Methods
Maternal and neonatal de-identified data was obtained from the South Carolina Department of Health and Environmental Control (DHEC) for all known HIV-infected women delivering in South Carolina from 2004-2014. Statistical analysis was performed using SAS 9.4 (Cary, NC). We compared maternal HIV RNA viral load,CD4 cell counts and pregnancy outcomes between women with PHIV versus nPHIV women. Continuous variables were compared with Student’s t-test and Wilcoxon Rank Sum Tests. Categorical variables were compared using χ2 test and Fisher’s exact test.
Results
We identified 26 mothers with PHIV and 859 mother with nPHIV. PHIV mothers were more likely to have been diagnosed with HIV in a state other than South Carolina (19% vs 7%, p= 0.03) and use combination anti-retroviral therapy (cART) containing a protease inhibitor (85% vs 44%, p<0.0001) or alternative ART, including integrase inhibitors, CCR5 receptor antagonists, and fusion inhibitors (15% vs 2%, p=0.004).

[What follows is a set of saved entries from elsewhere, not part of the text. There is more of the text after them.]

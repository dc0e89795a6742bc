use crate::corpus::types::Document;
use serde::{Deserialize, Serialize};

/// Similarity score. `0` means no match.
pub type Rank = u32;

/// Searchable parts of a document, in the order they are scored.
#[derive(Debug, Clone, Copy, PartialEq, Eq, Hash, Serialize, Deserialize)]
#[serde(rename_all = "lowercase")]
pub enum SearchField {
    Title,
    Description,
    Topic,
    Content,
}

/// A document paired with its best rank across all scored fields.
#[derive(Debug, Clone, Copy)]
pub struct ScoredMatch<'a> {
    pub document: &'a Document,
    pub rank: Rank,
    /// The field that produced `rank`. On ties the earlier field in scoring order wins.
    pub field: SearchField,
}

/// Public projection of a matched document. The body is never exposed.
#[derive(Debug, Clone, PartialEq, Eq, Serialize, Deserialize)]
pub struct SearchHit {
    pub url: String,
    pub title: String,
    pub description: String,
    pub topics: Vec<String>,
}

impl From<&Document> for SearchHit {
    fn from(doc: &Document) -> Self {
        Self {
            url: doc.url.clone(),
            title: doc.frontmatter.title.clone(),
            description: doc.frontmatter.description.clone(),
            topics: doc.frontmatter.topics.clone(),
        }
    }
}

impl From<&ScoredMatch<'_>> for SearchHit {
    fn from(m: &ScoredMatch<'_>) -> Self {
        SearchHit::from(m.document)
    }
}

/// Body of `POST /api/search`.
#[derive(Debug, Deserialize)]
pub struct SearchRequest {
    pub query: String,
}

/// Body of a successful search response. Cache hits and misses share this shape.
#[derive(Debug, Clone, PartialEq, Eq, Serialize, Deserialize)]
pub struct SearchResponse {
    pub results: Vec<SearchHit>,
}

/// Where a response came from.
#[derive(Debug, Clone, Copy, PartialEq, Eq)]
pub enum CacheStatus {
    /// Served from the result cache.
    Hit,
    /// Computed by the ranking engine (cache enabled but empty for this key).
    Miss,
    /// Computed without consulting any cache.
    Bypass,
}

impl CacheStatus {
    pub fn as_str(&self) -> &'static str {
        match self {
            CacheStatus::Hit => "hit",
            CacheStatus::Miss => "miss",
            CacheStatus::Bypass => "bypass",
        }
    }
}

/// Result of `SearchService::handle`.
#[derive(Debug, Clone)]
pub struct SearchOutcome {
    pub results: Vec<SearchHit>,
    pub cache: CacheStatus,
}
//! Generic service framework for the in-memory collaborators.
//!
//! # Main Components
//!
//! - [`Backend`] - Trait implemented by the state a service owns
//! - [`ServiceActor`] - Request loop that owns a backend
//! - [`ServiceClient`] - Cloneable handle used to talk to a service
//! - [`UpstreamError`] - What a caller sees when a service fails
//!
//! # Testing
//!
//! See [`mock`] module for scripting a service without running a backend.

pub mod core;
pub mod error;
pub mod mock;

pub use self::core::*;
pub use self::error::UpstreamError;
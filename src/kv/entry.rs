//! Stored values and their on-disk record format.
//!
//! A record is one format tag byte followed by the payload: `bincode` of the
//! [`Value`] for [`Format::Value`], the raw bytes for [`Format::ArrayBuffer`].

use super::error::KvError;
use super::key::{Key, Value};
use serde::{Deserialize, Serialize};
use std::fmt;

const VALUE_TAG: u8 = 0x01;
const ARRAY_BUFFER_TAG: u8 = 0x02;

/// How a value is written and read back.
#[derive(Debug, Clone, Copy, Default, PartialEq, Eq, Hash, Serialize, Deserialize)]
#[serde(rename_all = "camelCase")]
pub enum Format {
    /// Any serializable [`Value`].
    #[default]
    Value,
    /// Opaque bytes, stored verbatim.
    ArrayBuffer,
}

impl Format {
    fn tag(self) -> u8 {
        match self {
            Format::Value => VALUE_TAG,
            Format::ArrayBuffer => ARRAY_BUFFER_TAG,
        }
    }

    fn from_tag(tag: u8) -> Option<Self> {
        match tag {
            VALUE_TAG => Some(Format::Value),
            ARRAY_BUFFER_TAG => Some(Format::ArrayBuffer),
            _ => None,
        }
    }
}

impl fmt::Display for Format {
    fn fmt(&self, f: &mut fmt::Formatter<'_>) -> fmt::Result {
        f.write_str(match self {
            Format::Value => "value",
            Format::ArrayBuffer => "arrayBuffer",
        })
    }
}

/// A value read from storage, shaped by the format it was read with.
#[derive(Debug, Clone, PartialEq, Eq)]
pub enum Entry {
    Value(Value),
    ArrayBuffer(Vec<u8>),
}

impl Entry {
    pub fn format(&self) -> Format {
        match self {
            Entry::Value(_) => Format::Value,
            Entry::ArrayBuffer(_) => Format::ArrayBuffer,
        }
    }

    pub fn as_value(&self) -> Option<&Value> {
        match self {
            Entry::Value(value) => Some(value),
            Entry::ArrayBuffer(_) => None,
        }
    }

    pub fn as_bytes(&self) -> Option<&[u8]> {
        match self {
            Entry::ArrayBuffer(bytes) => Some(bytes),
            Entry::Value(_) => None,
        }
    }

    /// The entry as a [`Value`]; array buffers become [`Value::Bytes`].
    pub fn into_value(self) -> Value {
        match self {
            Entry::Value(value) => value,
            Entry::ArrayBuffer(bytes) => Value::Bytes(bytes),
        }
    }
}

/// Encodes `value` as a record in `format`.
pub fn serialize(key: &Key, value: &Value, format: Format) -> Result<Vec<u8>, KvError> {
    let not_serializable = |type_name: &str, reason: String| KvError::TypeNotSerializable {
        type_name: type_name.to_string(),
        key: key.to_string(),
        reason,
    };

    let mut record = vec![format.tag()];
    match format {
        Format::Value => {
            if let Some(handle) = value.find_handle() {
                return Err(not_serializable(
                    &handle.kind,
                    "platform handles cannot be persisted; store the data as bytes instead".into(),
                ));
            }
            let payload = bincode::serialize(value)
                .map_err(|e| not_serializable(value.type_name(), e.to_string()))?;
            record.extend_from_slice(&payload);
        }
        Format::ArrayBuffer => match value {
            Value::Bytes(bytes) => record.extend_from_slice(bytes),
            other => {
                return Err(not_serializable(
                    other.type_name(),
                    "value must be bytes when the format is \"arrayBuffer\"".into(),
                ))
            }
        },
    }
    Ok(record)
}

/// Decodes a record, requiring it to have been written in `requested` format.
pub fn deserialize(key: &Key, record: &[u8], requested: Format) -> Result<Entry, KvError> {
    let failed = |reason: String, retry_with: Option<Format>| KvError::DeserializeFailed {
        key: key.to_string(),
        reason,
        retry_with,
    };

    let (&tag, payload) = record
        .split_first()
        .ok_or_else(|| failed("empty record".into(), None))?;
    let stored =
        Format::from_tag(tag).ok_or_else(|| failed(format!("unknown format tag {tag:#04x}"), None))?;

    if stored != requested {
        return Err(failed(
            format!("stored as \"{stored}\", read as \"{requested}\""),
            Some(stored),
        ));
    }

    match stored {
        Format::Value => bincode::deserialize(payload)
            .map(Entry::Value)
            .map_err(|e| failed(e.to_string(), None)),
        Format::ArrayBuffer => Ok(Entry::ArrayBuffer(payload.to_vec())),
    }
}

#[cfg(test)]
mod tests {
    use super::*;
    use crate::kv::key::Handle;

    #[test]
    fn test_value_record_round_trips_nested_values() {
        let key = Key::single("profile");
        let value = Value::object([
            ("name", Value::from("ada")),
            ("score", Value::BigInt(1 << 100)),
            ("tags", Value::Array(vec![Value::Null, Value::Bool(true)])),
        ]);
        let record = serialize(&key, &value, Format::Value).unwrap();
        assert_eq!(record[0], VALUE_TAG);
        assert_eq!(
            deserialize(&key, &record, Format::Value).unwrap(),
            Entry::Value(value)
        );
    }

    #[test]
    fn test_array_buffer_requires_bytes() {
        let key = Key::single("blob");
        let err = serialize(&key, &Value::from("text"), Format::ArrayBuffer).unwrap_err();
        assert!(matches!(err, KvError::TypeNotSerializable { ref type_name, .. } if type_name == "string"));

        let record = serialize(&key, &Value::bytes(vec![1, 0, 2]), Format::ArrayBuffer).unwrap();
        assert_eq!(record, vec![ARRAY_BUFFER_TAG, 1, 0, 2]);
    }

    #[test]
    fn test_handle_value_is_not_serializable() {
        let key = Key::single("k");
        let value = Value::Array(vec![Handle::new("CryptoKey", 9).into()]);
        let err = serialize(&key, &value, Format::Value).unwrap_err();
        assert!(err.to_string().contains("CryptoKey"));
    }

    #[test]
    fn test_format_mismatch_names_stored_format() {
        let key = Key::single("blob");
        let record = serialize(&key, &Value::bytes(vec![7]), Format::ArrayBuffer).unwrap();
        let err = deserialize(&key, &record, Format::Value).unwrap_err();
        assert_eq!(
            err,
            KvError::DeserializeFailed {
                key: "\"blob\"".into(),
                reason: "stored as \"arrayBuffer\", read as \"value\"".into(),
                retry_with: Some(Format::ArrayBuffer),
            }
        );
    }
}
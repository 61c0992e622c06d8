//! # Actor Manager
//!
//! > **Query resolution and structured storage for platform actors.**
//!
//! This crate is the client-side core an actor platform ships to its users:
//!
//! - an **actor query resolver** that turns an abstract request ("an actor tagged
//!   `name=chat`, creating one if none exists") into a concrete, reachable, public
//!   actor with a derivable endpoint;
//! - a **structured-key storage client** that reads and writes an actor's durable
//!   state under multi-part keys whose byte encoding preserves their order.
//!
//! ## 🏗️ Design
//!
//! ### Collaborators behind traits
//! The resolver only talks to the platform through
//! [`OrchestrationApi`](orchestrator::OrchestrationApi); the storage client only
//! talks to an engine through [`KvDriver`](kv::KvDriver). Both seams are `async`
//! request/response calls with no internal retries or timeouts; a caller cancels by
//! dropping the future.
//!
//! ### In-memory collaborators as actors
//! The bundled orchestrator and storage engine are [`Backend`](framework::Backend)s
//! driven by a generic [`ServiceActor`](framework::ServiceActor): one Tokio task owns
//! the state and processes requests sequentially, so no locks are needed.
//! [`ServiceClient`](framework::ServiceClient) is a cheap, cloneable handle.
//!
//! ### Type-safe errors
//! Each component has its own error enum ([`ResolveError`](resolver::ResolveError),
//! [`KvError`](kv::KvError), [`ConfigError`](lifecycle::ConfigError)); collaborator
//! failures arrive as [`UpstreamError`](framework::UpstreamError) and convert with `?`.
//!
//! ### Observability
//! `tracing` spans wrap every resolution and storage call. See
//! [`lifecycle::tracing`] for the log layout.
//!
//! ## 🗺️ Module Tour
//!
//! ### 1. The Engine ([`framework`])
//! - **Role**: The request loop, the client handle and the scripted [`MockClient`](framework::mock::MockClient).
//! - **Key items**: [`Backend`](framework::Backend), [`ServiceActor`](framework::ServiceActor), [`ServiceClient`](framework::ServiceClient).
//!
//! ### 2. The Records ([`model`])
//! - **Role**: Actors, builds, tags, environments and the query protocol.
//! - **Key items**: [`Actor`](model::Actor), [`ActorQuery`](model::ActorQuery), [`Actor::endpoint`](model::Actor::endpoint).
//!
//! ### 3. The Resolver ([`resolver`], [`orchestrator`])
//! - **Role**: Selection rules over the orchestration API, plus an in-memory platform.
//! - **Key items**: [`ActorResolver::resolve`](resolver::ActorResolver::resolve), [`MemoryOrchestrator`](orchestrator::MemoryOrchestrator).
//!
//! ### 4. The Storage Client ([`kv`])
//! - **Role**: Key codec, record formats, list validation and the typed client.
//! - **Key items**: [`KvClient`](kv::KvClient), [`Key`](kv::Key), [`encode`](kv::encode).
//!
//! ### 5. The Wiring ([`lifecycle`])
//! - **Role**: Configuration, tracing setup and the [`ManagerSystem`](lifecycle::ManagerSystem) that starts everything.
//!
//! ## 🚀 Quick Start
//!
//! ```bash
//! ACTOR_MANAGER_PROJECT=demo ACTOR_MANAGER_ENVIRONMENT=dev RUST_LOG=info cargo run
//! ```
//!
//! ```bash
//! cargo test
//! ```

pub mod framework;
pub mod kv;
pub mod lifecycle;
pub mod model;
pub mod orchestrator;
pub mod resolver;
//! # Mock Framework & Testing Guide
//!
//! `MockClient<B>` hands out the same [`ServiceClient<B>`] the production code uses,
//! but no backend runs behind it. Each incoming request is answered by the next
//! queued expectation, so tests decide exactly what a collaborator returns and can
//! inject failures that are hard to reproduce with the real in-memory services.
//!
//! ## When to use Mocks vs Real Services
//!
//! | Feature | MockClient | In-memory service |
//! |---------|------------|-------------------|
//! | **State** | None (scripted replies) | Real records |
//! | **Call checking** | Every request is matched in order | None |
//! | **Error Injection** | Easy (`return_err`) | Only what the service rejects |
//! | **Use Case** | Asserting what the resolver asks for | End-to-end behaviour |
//!
//! Backend-specific expectation builders (for example
//! [`MockClient::expect_list_actors`](crate::orchestrator::mock)) are layered on top of
//! the generic [`MockClient::expect`].
//!
//! ```ignore
//! let mut mock = MockClient::<MemoryOrchestrator>::new();
//! mock.expect_get_actor("actor_1").return_ok(None);
//!
//! let resolver = ActorResolver::new(mock.client());
//! let err = resolver.resolve(query, &env).await.unwrap_err();
//!
//! mock.verify(); // every expectation consumed, no unexpected request
//! ```

use super::core::{Backend, ServiceClient};
use std::collections::VecDeque;
use std::sync::{Arc, Mutex};
use tokio::sync::mpsc;

/// Handles one request. Returning `Err` records a mismatch reported by
/// [`MockClient::verify`].
pub type Expectation<B> =
    Box<dyn FnOnce(<B as Backend>::Request) -> Result<(), String> + Send + 'static>;

/// A mock service with expectation tracking for fluent testing.
pub struct MockClient<B: Backend> {
    client: ServiceClient<B>,
    expectations: Arc<Mutex<VecDeque<Expectation<B>>>>,
    failures: Arc<Mutex<Vec<String>>>,
    _handle: tokio::task::JoinHandle<()>,
}

impl<B: Backend> Default for MockClient<B> {
    fn default() -> Self {
        Self::new()
    }
}

impl<B: Backend> MockClient<B> {
    /// Creates a new mock with no expectations.
    pub fn new() -> Self {
        let (sender, mut receiver) = mpsc::channel::<B::Request>(100);
        let expectations: Arc<Mutex<VecDeque<Expectation<B>>>> = Arc::default();
        let failures: Arc<Mutex<Vec<String>>> = Arc::default();

        let queue = expectations.clone();
        let recorded = failures.clone();
        let handle = tokio::spawn(async move {
            while let Some(request) = receiver.recv().await {
                let next = queue.lock().unwrap().pop_front();
                let outcome = match next {
                    Some(expectation) => expectation(request),
                    // Dropping the request drops its responder; the caller sees `Dropped`.
                    None => Err(format!("Unexpected request: {request:?}")),
                };
                if let Err(message) = outcome {
                    recorded.lock().unwrap().push(message);
                }
            }
        });

        Self {
            client: ServiceClient::new(sender),
            expectations,
            failures,
            _handle: handle,
        }
    }

    /// Returns the client for use in tests.
    pub fn client(&self) -> ServiceClient<B> {
        self.client.clone()
    }

    /// Queues a raw expectation.
    pub fn expect(
        &mut self,
        expectation: impl FnOnce(B::Request) -> Result<(), String> + Send + 'static,
    ) {
        self.expectations
            .lock()
            .unwrap()
            .push_back(Box::new(expectation));
    }

    /// Verifies that all expectations were met and nothing unexpected arrived.
    pub fn verify(&self) {
        let failures = self.failures.lock().unwrap();
        if !failures.is_empty() {
            panic!("Mock expectation mismatch: {}", failures.join("; "));
        }
        let remaining = self.expectations.lock().unwrap().len();
        if remaining > 0 {
            panic!("Not all expectations were met. {} remaining", remaining);
        }
    }
}

#[cfg(test)]
mod tests {
    use super::*;
    use crate::framework::{Response, UpstreamError};

    #[derive(Debug)]
    enum EchoRequest {
        Echo {
            text: String,
            respond_to: Response<String>,
        },
    }

    struct Echo;

    impl Backend for Echo {
        type Request = EchoRequest;
        const NAME: &'static str = "echo";

        fn handle(&mut self, request: EchoRequest) {
            let EchoRequest::Echo { text, respond_to } = request;
            let _ = respond_to.send(Ok(text));
        }
    }

    #[tokio::test]
    async fn test_mock_answers_from_queue() {
        let mut mock = MockClient::<Echo>::new();
        mock.expect(|request| {
            let EchoRequest::Echo { text, respond_to } = request;
            let _ = respond_to.send(Ok(format!("scripted {text}")));
            Ok(())
        });

        let reply = mock
            .client()
            .call(|respond_to| EchoRequest::Echo {
                text: "hi".into(),
                respond_to,
            })
            .await
            .unwrap();
        assert_eq!(reply, "scripted hi");
        mock.verify();
    }

    #[tokio::test]
    #[should_panic(expected = "Unexpected request")]
    async fn test_unexpected_request_fails_verify() {
        let mock = MockClient::<Echo>::new();
        let err = mock
            .client()
            .call(|respond_to| EchoRequest::Echo {
                text: "hi".into(),
                respond_to,
            })
            .await
            .unwrap_err();
        assert_eq!(err, UpstreamError::Dropped);
        mock.verify();
    }
}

PHIV were less likely to have antepartum cART that included AZT (38% vs 74%, p< 0.0001), deliver preterm (<37 weeks gestation) (4% vs 23%, p=0.03), and deliver a low birthweight (< 2500 grams) infant (8% vs 27%, p=0.02). PHIV women had no cases of neonatal death (0 vs 2%, p=1.0), twin delivery (0 vs 4%, p=0.6), nor perinatal HIV transmission to their infants (0 vs 1%, p=1.0). PHIV and nPHIV women had similar rates of HIV RNA viral load > 1000 copies prior to delivery (13% vs 20%, p=0.6) and undetectable HIV RNA viral load prior to delivery (44% vs 40%, p=0.7). Rates of cesarean delivery were similar between groups (56% vs 54%, p=0.8). The prevalence of HIV/AIDS (CD4 cell count < 200 cells/mm3) was similar in PHIV and nPHIV women (65% vs 49%, p=0.09).